Garcia describes Spain as a difficult country to grow up in, especially when it comes to to outgrowing adolescence and become a proper adult, and even more so as a musician.

But, as he repeatedly explains: “Difficult is good.”

“It’s difficult to make music,” he adds. “You have to fight really hard to get yourself heard. When we started, our point of view was totally different to established acts and the projects that were working here. It was a difficult choice to make something different in another language.

“But it’s what we felt was right, and I think it’s gone well. Difficult is good. I was ambitious and wanted to do something that could stand up in front of lots of other things.”

Forthcoming debut album Los Niños Sin Miedo (which translates to Children Without Fear) is an album about such difficulties - but it comes from a place of optimism.

Says Garcia: “The recording process was really fast. It had been a rough year; a year of changes. I needed to write things that reflected that, like becoming an adult in a difficult country like Spain.

“It’s more a coming-of-age album. It’s about leaving stuff behind, learning how to deal with that. I finished university and had a big change in my life; all of a sudden I figured out I could do what I wanted to do, which was play music.

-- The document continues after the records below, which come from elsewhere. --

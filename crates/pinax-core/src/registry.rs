//! Struct-info cache.
//!
//! The registry maps (struct type, tag namespace) to the parsed
//! [`StructInfo`]. Entries are created on first use and live for the rest of
//! the process; the key space is bounded by the struct types compiled into
//! the program.
//!
//! Reads clone the current snapshot `Arc` under a briefly held read lock and
//! never wait on a parse. A miss takes the writer mutex, checks again, parses,
//! and publishes a new map that contains the old entries plus the new one, so
//! readers never observe a partially updated map.

use std::any::TypeId;
use std::collections::HashMap;
use std::sync::atomic::{AtomicUsize, Ordering};
use std::sync::{Arc, OnceLock};

use parking_lot::{Mutex, RwLock};
use tracing::debug;

use crate::metadata::StructInfo;
use crate::schema::{Bindable, StructSchema};
use crate::tag::parse_struct;

type Snapshot = HashMap<(TypeId, Box<str>), Arc<StructInfo>>;

/// Cache of parsed struct metadata.
#[derive(Default)]
pub struct TypeRegistry {
    snapshot: RwLock<Arc<Snapshot>>,
    writer: Mutex<()>,
    parses: AtomicUsize,
}

impl TypeRegistry {
    /// Creates an empty registry.
    #[must_use]
    pub fn new() -> Self {
        Self::default()
    }

    /// The process-wide registry used by the binder.
    pub fn global() -> &'static Self {
        static GLOBAL: OnceLock<TypeRegistry> = OnceLock::new();
        GLOBAL.get_or_init(Self::new)
    }

    /// Metadata for `T` under `namespace`.
    ///
    /// # Panics
    ///
    /// Panics if `namespace` is empty.
    pub fn struct_info<T: Bindable>(&self, namespace: &str) -> Arc<StructInfo> {
        self.struct_info_for(TypeId::of::<T>(), T::schema, namespace)
    }

    /// Metadata for the struct identified by `type_id`, whose schema is
    /// produced by `schema` on a miss.
    ///
    /// # Panics
    ///
    /// Panics if `namespace` is empty.
    pub fn struct_info_for(
        &self,
        type_id: TypeId,
        schema: fn() -> StructSchema,
        namespace: &str,
    ) -> Arc<StructInfo> {
        assert!(
            !namespace.is_empty(),
            "struct info requested with an empty tag namespace"
        );

        let key = (type_id, Box::<str>::from(namespace));
        if let Some(info) = self.snapshot.read().get(&key) {
            return Arc::clone(info);
        }

        let _writer = self.writer.lock();
        if let Some(info) = self.snapshot.read().get(&key) {
            return Arc::clone(info);
        }

        let schema = schema();
        let info = Arc::new(parse_struct(&schema, namespace));
        self.parses.fetch_add(1, Ordering::Relaxed);
        debug!(
            type_name = info.type_name(),
            namespace,
            fields = info.fields().len(),
            "parsed struct metadata"
        );

        let current = Arc::clone(&self.snapshot.read());
        let mut next = Snapshot::clone(&current);
        next.insert(key, Arc::clone(&info));
        *self.snapshot.write() = Arc::new(next);
        info
    }

    /// Number of cached (type, namespace) entries.
    #[must_use]
    pub fn len(&self) -> usize {
        self.snapshot.read().len()
    }

    /// Returns true if nothing has been parsed yet.
    #[must_use]
    pub fn is_empty(&self) -> bool {
        self.len() == 0
    }

    /// How many times a struct was parsed. Each (type, namespace) pair is
    /// parsed at most once.
    #[must_use]
    pub fn parse_count(&self) -> usize {
        self.parses.load(Ordering::Relaxed)
    }
}

impl std::fmt::Debug for TypeRegistry {
    fn fmt(&self, f: &mut std::fmt::Formatter<'_>) -> std::fmt::Result {
        f.debug_struct("TypeRegistry")
            .field("entries", &self.len())
            .field("parses", &self.parse_count())
            .finish_non_exhaustive()
    }
}

#[cfg(test)]
mod tests {
    use super::*;
    use crate::schema::SchemaBuilder;
    use crate::shape::{FieldType, TypeShape};
    use std::thread;

    #[derive(Default)]
    struct Filter {
        q: String,
        limit: u32,
    }

    impl FieldType for Filter {
        fn shape() -> TypeShape {
            TypeShape::nested::<Self>()
        }
    }

    impl Bindable for Filter {
        fn schema() -> StructSchema {
            SchemaBuilder::<Self>::new()
                .field("q", r#"query:"q""#, |f| &mut f.q)
                .field("limit", r#"query:"limit" form:"limit""#, |f| &mut f.limit)
                .build()
        }
    }

    #[test]
    fn test_parses_once_per_namespace() {
        let registry = TypeRegistry::new();
        let a = registry.struct_info::<Filter>("query");
        let b = registry.struct_info::<Filter>("query");
        assert!(Arc::ptr_eq(&a, &b));
        assert_eq!(registry.parse_count(), 1);

        let form = registry.struct_info::<Filter>("form");
        assert_eq!(form.fields().len(), 1);
        assert_eq!(registry.parse_count(), 2);
        assert_eq!(registry.len(), 2);
    }

    #[test]
    fn test_concurrent_first_use() {
        let registry = Arc::new(TypeRegistry::new());
        let handles: Vec<_> = (0..16)
            .map(|_| {
                let registry = Arc::clone(&registry);
                thread::spawn(move || registry.struct_info::<Filter>("query"))
            })
            .collect();
        let infos: Vec<_> = handles.into_iter().map(|h| h.join().unwrap()).collect();

        assert_eq!(registry.parse_count(), 1);
        for info in &infos {
            assert!(Arc::ptr_eq(info, &infos[0]));
        }
        let single = TypeRegistry::new().struct_info::<Filter>("query");
        let keys = |info: &StructInfo| {
            info.fields()
                .iter()
                .map(|f| f.primary_key().to_string())
                .collect::<Vec<_>>()
        };
        assert_eq!(keys(&infos[0]), keys(&single));
    }

    #[test]
    #[should_panic(expected = "empty tag namespace")]
    fn test_empty_namespace_panics() {
        let registry = TypeRegistry::new();
        let _ = registry.struct_info::<Filter>("");
    }

    #[test]
    fn test_global_is_shared() {
        let a = TypeRegistry::global() as *const TypeRegistry;
        let b = TypeRegistry::global() as *const TypeRegistry;
        assert_eq!(a, b);
    }
}
//! IP network (CIDR) leaf type.

use std::fmt;
use std::net::{IpAddr, Ipv4Addr, Ipv6Addr};
use std::str::FromStr;

use thiserror::Error;

/// An IP network in CIDR notation, such as `10.0.0.0/8` or `2001:db8::/32`.
///
/// Parsing keeps the address as written; [`network`](IpNetwork::network)
/// returns it with the host bits cleared.
#[derive(Debug, Clone, Copy, PartialEq, Eq, Hash)]
pub struct IpNetwork {
    addr: IpAddr,
    prefix: u8,
}

/// Error returned when a CIDR string cannot be parsed.
#[derive(Error, Debug, Clone, PartialEq, Eq)]
pub enum IpNetworkError {
    /// No `/` separator.
    #[error("missing prefix length in `{0}`")]
    MissingPrefix(String),

    /// The address part is not an IP address.
    #[error("invalid address `{0}`")]
    InvalidAddress(String),

    /// The prefix is not a number or is too large for the address family.
    #[error("invalid prefix length `{prefix}` (max {max})")]
    InvalidPrefix {
        /// The prefix as written.
        prefix: String,
        /// Largest prefix for the address family.
        max: u8,
    },
}

impl IpNetwork {
    /// Creates a network, checking the prefix against the address family.
    ///
    /// # Errors
    ///
    /// Returns an error if `prefix` exceeds 32 (IPv4) or 128 (IPv6).
    pub fn new(addr: IpAddr, prefix: u8) -> Result<Self, IpNetworkError> {
        let max = max_prefix(addr);
        if prefix > max {
            return Err(IpNetworkError::InvalidPrefix {
                prefix: prefix.to_string(),
                max,
            });
        }
        Ok(Self { addr, prefix })
    }

    /// The address as written.
    #[must_use]
    pub fn addr(&self) -> IpAddr {
        self.addr
    }

    /// The prefix length.
    #[must_use]
    pub fn prefix(&self) -> u8 {
        self.prefix
    }

    /// The network address (host bits cleared).
    #[must_use]
    pub fn network(&self) -> IpAddr {
        match self.addr {
            IpAddr::V4(v4) => IpAddr::V4(Ipv4Addr::from(u32::from(v4) & v4_mask(self.prefix))),
            IpAddr::V6(v6) => IpAddr::V6(Ipv6Addr::from(u128::from(v6) & v6_mask(self.prefix))),
        }
    }

    /// Returns true if `ip` falls inside this network.
    #[must_use]
    pub fn contains(&self, ip: IpAddr) -> bool {
        match (self.addr, ip) {
            (IpAddr::V4(net), IpAddr::V4(ip)) => {
                let mask = v4_mask(self.prefix);
                u32::from(net) & mask == u32::from(ip) & mask
            }
            (IpAddr::V6(net), IpAddr::V6(ip)) => {
                let mask = v6_mask(self.prefix);
                u128::from(net) & mask == u128::from(ip) & mask
            }
            _ => false,
        }
    }
}

fn max_prefix(addr: IpAddr) -> u8 {
    if addr.is_ipv4() {
        32
    } else {
        128
    }
}

fn v4_mask(prefix: u8) -> u32 {
    u32::MAX.checked_shl(32 - u32::from(prefix)).unwrap_or(0)
}

fn v6_mask(prefix: u8) -> u128 {
    u128::MAX.checked_shl(128 - u32::from(prefix)).unwrap_or(0)
}

impl FromStr for IpNetwork {
    type Err = IpNetworkError;

    fn from_str(s: &str) -> Result<Self, Self::Err> {
        let (addr, prefix) = s
            .split_once('/')
            .ok_or_else(|| IpNetworkError::MissingPrefix(s.to_string()))?;
        let addr: IpAddr = addr
            .parse()
            .map_err(|_| IpNetworkError::InvalidAddress(addr.to_string()))?;
        let max = max_prefix(addr);
        let invalid = || IpNetworkError::InvalidPrefix {
            prefix: prefix.to_string(),
            max,
        };
        if prefix.is_empty() || !prefix.bytes().all(|b| b.is_ascii_digit()) {
            return Err(invalid());
        }
        let prefix: u8 = prefix.parse().map_err(|_| invalid())?;
        Self::new(addr, prefix).map_err(|_| invalid())
    }
}

impl fmt::Display for IpNetwork {
    fn fmt(&self, f: &mut fmt::Formatter<'_>) -> fmt::Result {
        write!(f, "{}/{}", self.addr, self.prefix)
    }
}

#[cfg(test)]
mod tests {
    use super::*;

    #[test]
    fn test_parse_v4() {
        let net: IpNetwork = "192.168.1.77/24".parse().unwrap();
        assert_eq!(net.prefix(), 24);
        assert_eq!(net.network(), "192.168.1.0".parse::<IpAddr>().unwrap());
        assert!(net.contains("192.168.1.200".parse().unwrap()));
        assert!(!net.contains("192.168.2.1".parse().unwrap()));
        assert_eq!(net.to_string(), "192.168.1.77/24");
    }

    #[test]
    fn test_parse_v6() {
        let net: IpNetwork = "2001:db8::/32".parse().unwrap();
        assert!(net.contains("2001:db8:ffff::1".parse().unwrap()));
        assert!(!net.contains("10.0.0.1".parse().unwrap()));
    }

    #[test]
    fn test_zero_prefix_matches_everything() {
        let net: IpNetwork = "0.0.0.0/0".parse().unwrap();
        assert!(net.contains("8.8.8.8".parse().unwrap()));
    }

    #[test]
    fn test_parse_errors() {
        assert!(matches!(
            "10.0.0.1".parse::<IpNetwork>(),
            Err(IpNetworkError::MissingPrefix(_))
        ));
        assert!(matches!(
            "10.0.0/8".parse::<IpNetwork>(),
            Err(IpNetworkError::InvalidAddress(_))
        ));
        assert!(matches!(
            "10.0.0.0/33".parse::<IpNetwork>(),
            Err(IpNetworkError::InvalidPrefix { max: 32, .. })
        ));
        assert!("10.0.0.0/+8".parse::<IpNetwork>().is_err());
    }
}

To do that, there were lots of things that I have to leave behind, and in the process of learning how to deal with that, I came out with these songs.

“There were lots of things that had a big influence. Living in Spain is difficult for young people. It’s not very satisfying and there aren’t a lot of things we can achieve. So, it’s about leaving stuff behind to achieve what you want. It’s a pretty optimistic thing.” 

The album will be released later this month via Heavenly Recordings, which signed the band after seeing them at South By Southwest last year. “We had a really bad show, because I had to be our own sound engineer, as there wasn’t one in the venue, which was difficult,” says Garcia.

“But they liked something, I guess, and they kept coming to our shows. We started talking with them, and we felt like it was the right thing to work with them. They were really interested, and every time we had a show in the UK they came to see us.”

While much has been discussed about Brexit’s impact on UK talent, it’s interesting to hear Garcia’s views on how it will impact European acts. “We were at Glastonbury at the time and it was a pretty big thing there,” he notes. “I’m sad, I have to say.”

He adds: “But difficult is not a bad thing. I think that when people are on the ropes, you get the best or the worst from them. We’re going to try to do our best.”